CrossFit’s drawbacks

  • Avoid injury and good physical condition is necessary: for people who have never done sport or take a time without exercise, they must first carry out a physical fitness in the gym, until after a while achieving good physical condition and so that we can start CrossFit training.
  • A recent study evaluated the injuries and the incidence of these to practice Crossfit and these are some of the findings: About 70% of practitioners have been injured during training with CrossFit, of which only 7% need surgery.
  • Intensity control is necessary because it should not exceed the capacity of each person to the extent of risking health. Excessive strain can cause sudden death in people with risk factors or diseases that had not been manifested.

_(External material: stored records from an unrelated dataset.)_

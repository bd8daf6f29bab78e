//! Event type filtering.

use super::types::Route;

/// Whether `event_type` may be forwarded under `route`.
///
/// Routes without an `events` list forward everything; an empty list
/// forwards nothing.
pub fn is_event_allowed(event_type: &str, route: &Route) -> bool {
    match &route.events {
        None => true,
        Some(events) => events.iter().any(|e| e == event_type),
    }
}
/// Bound to each [`Position`]; derived from strategy defaults and signal
/// hints at position-open time.
#[derive(Clone, Debug, PartialEq, Serialize, Deserialize)]
pub struct ProtectionPlan {
    pub initial_stop_distance_pct_micros: i64,
    pub initial_take_distance_pct_micros: i64,
    pub trailing: Option<TrailingConfig>,
    pub breakeven: Option<BreakevenConfig>,
    /// Sorted ascending by `trigger_profit_pct_micros`.
    pub profit_lock_ladder: Vec<ProfitLockRung>,
    /// Sorted ascending by `trigger_profit_pct_micros`; fractions sum to <= 1.
    pub partial_tp_ladder: Vec<PartialTpRung>,
    /// Cap on `Position::protection_update_count` before further trailing
    /// adjustments are disabled (partial-TP ladder continues regardless).
    pub max_protection_updates: u32,
}

impl ProtectionPlan {
    /// Structural invariant: ladder entries sorted ascending and partial-TP
    /// fractions sum to at most one full position.
    pub fn is_valid(&self) -> bool {
        let sorted_profit_lock = self
            .profit_lock_ladder
            .windows(2)
            .all(|w| w[0].trigger_profit_pct_micros <= w[1].trigger_profit_pct_micros);
        let sorted_partial_tp = self
            .partial_tp_ladder
            .windows(2)
            .all(|w| w[0].trigger_profit_pct_micros <= w[1].trigger_profit_pct_micros);
        let fraction_sum: i64 = self
            .partial_tp_ladder
            .iter()
            .map(|r| r.close_fraction_micros)
            .sum();
        sorted_profit_lock && sorted_partial_tp && fraction_sum <= MICROS_SCALE
    }
}

#[cfg(test)]
mod tests {
    use super::*;

    #[test]
    fn side_sign_and_opposite() {
        assert_eq!(Side::Long.sign(), 1);
        assert_eq!(Side::Short.sign(), -1);
        assert_eq!(Side::Long.opposite(), Side::Short);
    }

    #[test]
    fn position_direction_one_way_ignores_side() {
        assert_eq!(
            PositionDirection::for_side(Side::Long, false),
            PositionDirection::OneWay
        );
        assert_eq!(
            PositionDirection::for_side(Side::Short, false),
            PositionDirection::OneWay
        );
    }

    #[test]
    fn position_direction_hedge_mode_splits_by_side() {
        assert_eq!(
            PositionDirection::for_side(Side::Long, true),
            PositionDirection::LongHedge
        );
        assert_eq!(
            PositionDirection::for_side(Side::Short, true),
            PositionDirection::ShortHedge
        );
    }

    #[test]
    fn sl_tp_percent_resolves_below_entry_for_long_stop_loss() {
        let sl = SlTp::Percent { pct_micros: 30_000 }; // 3%
        let resolved = sl.resolve(50_000 * MICROS_SCALE, Side::Long, true);
        assert_eq!(resolved, 48_500 * MICROS_SCALE);
    }

    #[test]
    fn sl_tp_percent_resolves_above_entry_for_long_take_profit() {
        let tp = SlTp::Percent { pct_micros: 50_000 }; // 5%
        let resolved = tp.resolve(50_000 * MICROS_SCALE, Side::Long, false);
        assert_eq!(resolved, 52_500 * MICROS_SCALE);
    }

    #[test]
    fn signal_validate_rejects_empty_symbol() {
        let sig = Signal {
            symbol: "  ".to_string(),
            side: Side::Long,
            strategy_id: "ml".to_string(),
            suggested_entry_price_micros: 1,
            stop_loss: SlTp::Absolute { price_micros: 1 },
            take_profit: SlTp::Absolute { price_micros: 2 },
            confidence: 0.5,
            producer_ts: Utc::now(),
            leverage: None,
            risk_profile: None,
            ml_hints: None,
        };
        assert_eq!(sig.validate(), Err(SignalValidationError::EmptySymbol));
    }

    #[test]
    fn signal_validate_rejects_out_of_range_confidence() {
        let mut sig = Signal {
            symbol: "BTCUSDT".to_string(),
            side: Side::Long,
            strategy_id: "ml".to_string(),
            suggested_entry_price_micros: 1,
            stop_loss: SlTp::Absolute { price_micros: 1 },
            take_profit: SlTp::Absolute { price_micros: 2 },
            confidence: 1.2,
            producer_ts: Utc::now(),
            leverage: None,
            risk_profile: None,
            ml_hints: None,
        };
        assert_eq!(
            sig.validate(),
            Err(SignalValidationError::ConfidenceOutOfRange)
        );
        sig.confidence = 1.0;
        assert!(sig.validate().is_ok());
    }

    #[test]
    fn position_favourable_pct_signed_by_side() {
        let pos = Position {
            id: Uuid::nil(),
            exchange: ExchangeId::from("bybit"),
            symbol: "BTCUSDT".to_string(),
            side: Side::Short,
            entry_price_micros: 50_000 * MICROS_SCALE,
            current_qty_micros: MICROS_SCALE,
            initial_qty_micros: MICROS_SCALE,
            leverage: 1,
            active_sl_micros: None,
            active_tp_micros: None,
            highest_favourable_pct_micros: 0,
            partial_tp_bitmask: 0,
            breakeven_armed: false,
            trailing_armed: false,
            protection_update_count: 0,
            created_at: Utc::now(),
            updated_at: Utc::now(),
        };
        // Price drops 2% -> favourable for SHORT.
        let fav = pos.favourable_pct_micros(49_000 * MICROS_SCALE);
        assert_eq!(fav, 20_000);
    }

    #[test]
    fn min_notional_leaves_sufficient_quantity_untouched() {
        // $3.20 notional at 1.00 price, $3 minimum with 10% margin => $3.30 required.
        let qty = round_up_to_min_notional(
            4 * MICROS_SCALE,
            1 * MICROS_SCALE,
            3 * MICROS_SCALE,
            100_000,
        );
        assert_eq!(qty, 4 * MICROS_SCALE);
    }

    #[test]
    fn min_notional_rounds_up_insufficient_quantity() {
        // $3.20 notional, $5 minimum with 10% margin => need >= $5.50.
        let qty = round_up_to_min_notional(
            3_200_000,
            1 * MICROS_SCALE,
            5 * MICROS_SCALE,
            100_000,
        );
        let notional = mul_div(qty, MICROS_SCALE, MICROS_SCALE);
        assert!(notional >= 5_500_000);
    }

    #[test]
    fn min_notional_exactly_at_minimum_is_unchanged() {
        // Notional already equals the margin-adjusted minimum exactly.
        let qty = round_up_to_min_notional(
            5_500_000,
            1 * MICROS_SCALE,
            5 * MICROS_SCALE,
            100_000,
        );
        assert_eq!(qty, 5_500_000);
    }

    #[test]
    fn protection_plan_validates_sorted_ladders_and_fraction_sum() {
        let plan = ProtectionPlan {
            initial_stop_distance_pct_micros: 30_000,
            initial_take_distance_pct_micros: 50_000,
            trailing: None,
            breakeven: None,
            profit_lock_ladder: vec![],
            partial_tp_ladder: vec![
                PartialTpRung {
                    trigger_profit_pct_micros: 20_000,
                    close_fraction_micros: 300_000,
                },
                PartialTpRung {
                    trigger_profit_pct_micros: 30_000,
                    close_fraction_micros: 300_000,
                },
                PartialTpRung {
                    trigger_profit_pct_micros: 40_000,
                    close_fraction_micros: 400_000,
                },
            ],
            max_protection_updates: 5,
        };
        assert!(plan.is_valid());
    }
}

  • Because CrossFit workout is high intensity exercise with short recovery time, increases blood pressure and tension within the arteries of the heart and other cardiovascular system, which can be a risk for people with certain cardiovascular diseases.
  • Special facilities are required for CrossFit, not all gyms have space for this training. 
  • People over 35 who have not practiced these exercises for a long time or never in his life, should consider whether it is appropriate exercise, or take it out carefully and low intensity, to be gaining technical and physical condition, and that the more we advance in age, there are more propensity for injuries while practicing intensive technical exercises, and high intensity performance.